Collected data
----
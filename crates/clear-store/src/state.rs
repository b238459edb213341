//! Typed store facade and the dry-run guard

use crate::{KvStore, StateReader, StateWriter, StoreError, StoreResult};
use clear_primitives::Address;
use clear_types::codec;
use clear_types::{Account, AccountIndex, LegalEntity, LegalEntityIndex, User};
use std::cell::RefCell;

/// Key schema of the ledger state
///
/// Each entity class gets a disjoint prefix so the underlying byte store
/// sees no collisions. This module is the only place that knows the schema.
mod key {
    use clear_primitives::Address;

    const USER: &[u8] = b"user/";
    const ENTITY: &[u8] = b"entity/";
    const ACCOUNT: &[u8] = b"account/";
    pub const ACCOUNT_INDEX: &[u8] = b"index/account";
    pub const ENTITY_INDEX: &[u8] = b"index/entity";
    pub const CHAIN_ID: &[u8] = b"meta/chain_id";

    pub fn user(address: &Address) -> Vec<u8> {
        let mut key = Vec::with_capacity(USER.len() + Address::LEN);
        key.extend_from_slice(USER);
        key.extend_from_slice(address.as_bytes());
        key
    }

    pub fn entity(id: &str) -> Vec<u8> {
        [ENTITY, id.as_bytes()].concat()
    }

    pub fn account(id: &str) -> Vec<u8> {
        [ACCOUNT, id.as_bytes()].concat()
    }
}

/// Typed view over an opaque byte store
///
/// The facade routes each entity class to its key namespace, encodes values
/// with the deterministic binary codec and caches the chain id after the
/// first read. It holds the only handle to the underlying store while the
/// engine runs.
pub struct Store<S: KvStore> {
    kv: S,
    chain_id: RefCell<Option<String>>,
}

impl<S: KvStore> Store<S> {
    /// Wrap a byte store
    pub fn new(kv: S) -> Self {
        Store {
            kv,
            chain_id: RefCell::new(None),
        }
    }

    /// Borrow the underlying byte store
    pub fn inner(&self) -> &S {
        &self.kv
    }

    /// Unwrap the underlying byte store
    pub fn into_inner(self) -> S {
        self.kv
    }
}

impl<S: KvStore> StateReader for Store<S> {
    fn get_user(&self, address: &Address) -> StoreResult<Option<User>> {
        let key = key::user(address);
        match self.kv.get(&key) {
            None => Ok(None),
            Some(bytes) => codec::decode_user(&bytes)
                .map(Some)
                .ok_or_else(|| StoreError::Corrupt {
                    kind: "user",
                    key: address.to_hex(),
                }),
        }
    }

    fn get_legal_entity(&self, id: &str) -> StoreResult<Option<LegalEntity>> {
        match self.kv.get(&key::entity(id)) {
            None => Ok(None),
            Some(bytes) => codec::decode_legal_entity(&bytes)
                .map(Some)
                .ok_or_else(|| StoreError::Corrupt {
                    kind: "legal entity",
                    key: id.to_string(),
                }),
        }
    }

    fn get_account(&self, id: &str) -> StoreResult<Option<Account>> {
        match self.kv.get(&key::account(id)) {
            None => Ok(None),
            Some(bytes) => codec::decode_account(&bytes)
                .map(Some)
                .ok_or_else(|| StoreError::Corrupt {
                    kind: "account",
                    key: id.to_string(),
                }),
        }
    }

    fn get_account_index(&self) -> StoreResult<Option<AccountIndex>> {
        match self.kv.get(key::ACCOUNT_INDEX) {
            None => Ok(None),
            Some(bytes) => codec::decode_account_index(&bytes)
                .map(Some)
                .ok_or_else(|| StoreError::Corrupt {
                    kind: "account index",
                    key: "index/account".to_string(),
                }),
        }
    }

    fn get_legal_entity_index(&self) -> StoreResult<Option<LegalEntityIndex>> {
        match self.kv.get(key::ENTITY_INDEX) {
            None => Ok(None),
            Some(bytes) => codec::decode_legal_entity_index(&bytes)
                .map(Some)
                .ok_or_else(|| StoreError::Corrupt {
                    kind: "legal entity index",
                    key: "index/entity".to_string(),
                }),
        }
    }

    fn chain_id(&self) -> String {
        if let Some(cached) = self.chain_id.borrow().as_ref() {
            return cached.clone();
        }
        let loaded = self
            .kv
            .get(key::CHAIN_ID)
            .and_then(|bytes| String::from_utf8(bytes).ok())
            .unwrap_or_default();
        *self.chain_id.borrow_mut() = Some(loaded.clone());
        loaded
    }
}

impl<S: KvStore> StateWriter for Store<S> {
    fn set_user(&mut self, user: &User) {
        self.kv
            .set(&key::user(&user.address()), &codec::encode_user(user));
    }

    fn set_legal_entity(&mut self, entity: &LegalEntity) {
        self.kv
            .set(&key::entity(&entity.id), &codec::encode_legal_entity(entity));
    }

    fn set_account(&mut self, account: &Account) {
        self.kv
            .set(&key::account(&account.id), &codec::encode_account(account));
    }

    fn set_account_index(&mut self, index: &AccountIndex) {
        self.kv
            .set(key::ACCOUNT_INDEX, &codec::encode_account_index(index));
    }

    fn set_legal_entity_index(&mut self, index: &LegalEntityIndex) {
        self.kv.set(
            key::ENTITY_INDEX,
            &codec::encode_legal_entity_index(index),
        );
    }

    fn set_chain_id(&mut self, chain_id: &str) {
        self.kv.set(key::CHAIN_ID, chain_id.as_bytes());
        *self.chain_id.borrow_mut() = Some(chain_id.to_string());
    }
}

/// Write-discarding guard for dry-run execution
///
/// Reads delegate to the wrapped state; writes are dropped. Routing every
/// check-mode execution through this wrapper lets commit handlers stay
/// branch-free while guaranteeing the store is untouched.
pub struct DryRun<'a, S: StateReader> {
    inner: &'a S,
}

impl<'a, S: StateReader> DryRun<'a, S> {
    /// Wrap a readable state
    pub fn new(inner: &'a S) -> Self {
        DryRun { inner }
    }
}

impl<S: StateReader> StateReader for DryRun<'_, S> {
    fn get_user(&self, address: &Address) -> StoreResult<Option<User>> {
        self.inner.get_user(address)
    }

    fn get_legal_entity(&self, id: &str) -> StoreResult<Option<LegalEntity>> {
        self.inner.get_legal_entity(id)
    }

    fn get_account(&self, id: &str) -> StoreResult<Option<Account>> {
        self.inner.get_account(id)
    }

    fn get_account_index(&self) -> StoreResult<Option<AccountIndex>> {
        self.inner.get_account_index()
    }

    fn get_legal_entity_index(&self) -> StoreResult<Option<LegalEntityIndex>> {
        self.inner.get_legal_entity_index()
    }

    fn chain_id(&self) -> String {
        self.inner.chain_id()
    }
}

impl<S: StateReader> StateWriter for DryRun<'_, S> {
    fn set_user(&mut self, _user: &User) {}

    fn set_legal_entity(&mut self, _entity: &LegalEntity) {}

    fn set_account(&mut self, _account: &Account) {}

    fn set_account_index(&mut self, _index: &AccountIndex) {}

    fn set_legal_entity_index(&mut self, _index: &LegalEntityIndex) {}

    fn set_chain_id(&mut self, _chain_id: &str) {}
}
----
* _GOAL OF THE EXERCISE_: When a line of the records holds the word "KvStore", copy that line.

* _ANSWER TO THIS EXERCISE_:
use crate::{KvStore, StateReader, StateWriter, StoreError, StoreResult};
pub struct Store<S: KvStore> {
impl<S: KvStore> Store<S> {
impl<S: KvStore> StateReader for Store<S> {
impl<S: KvStore> StateWriter for Store<S> {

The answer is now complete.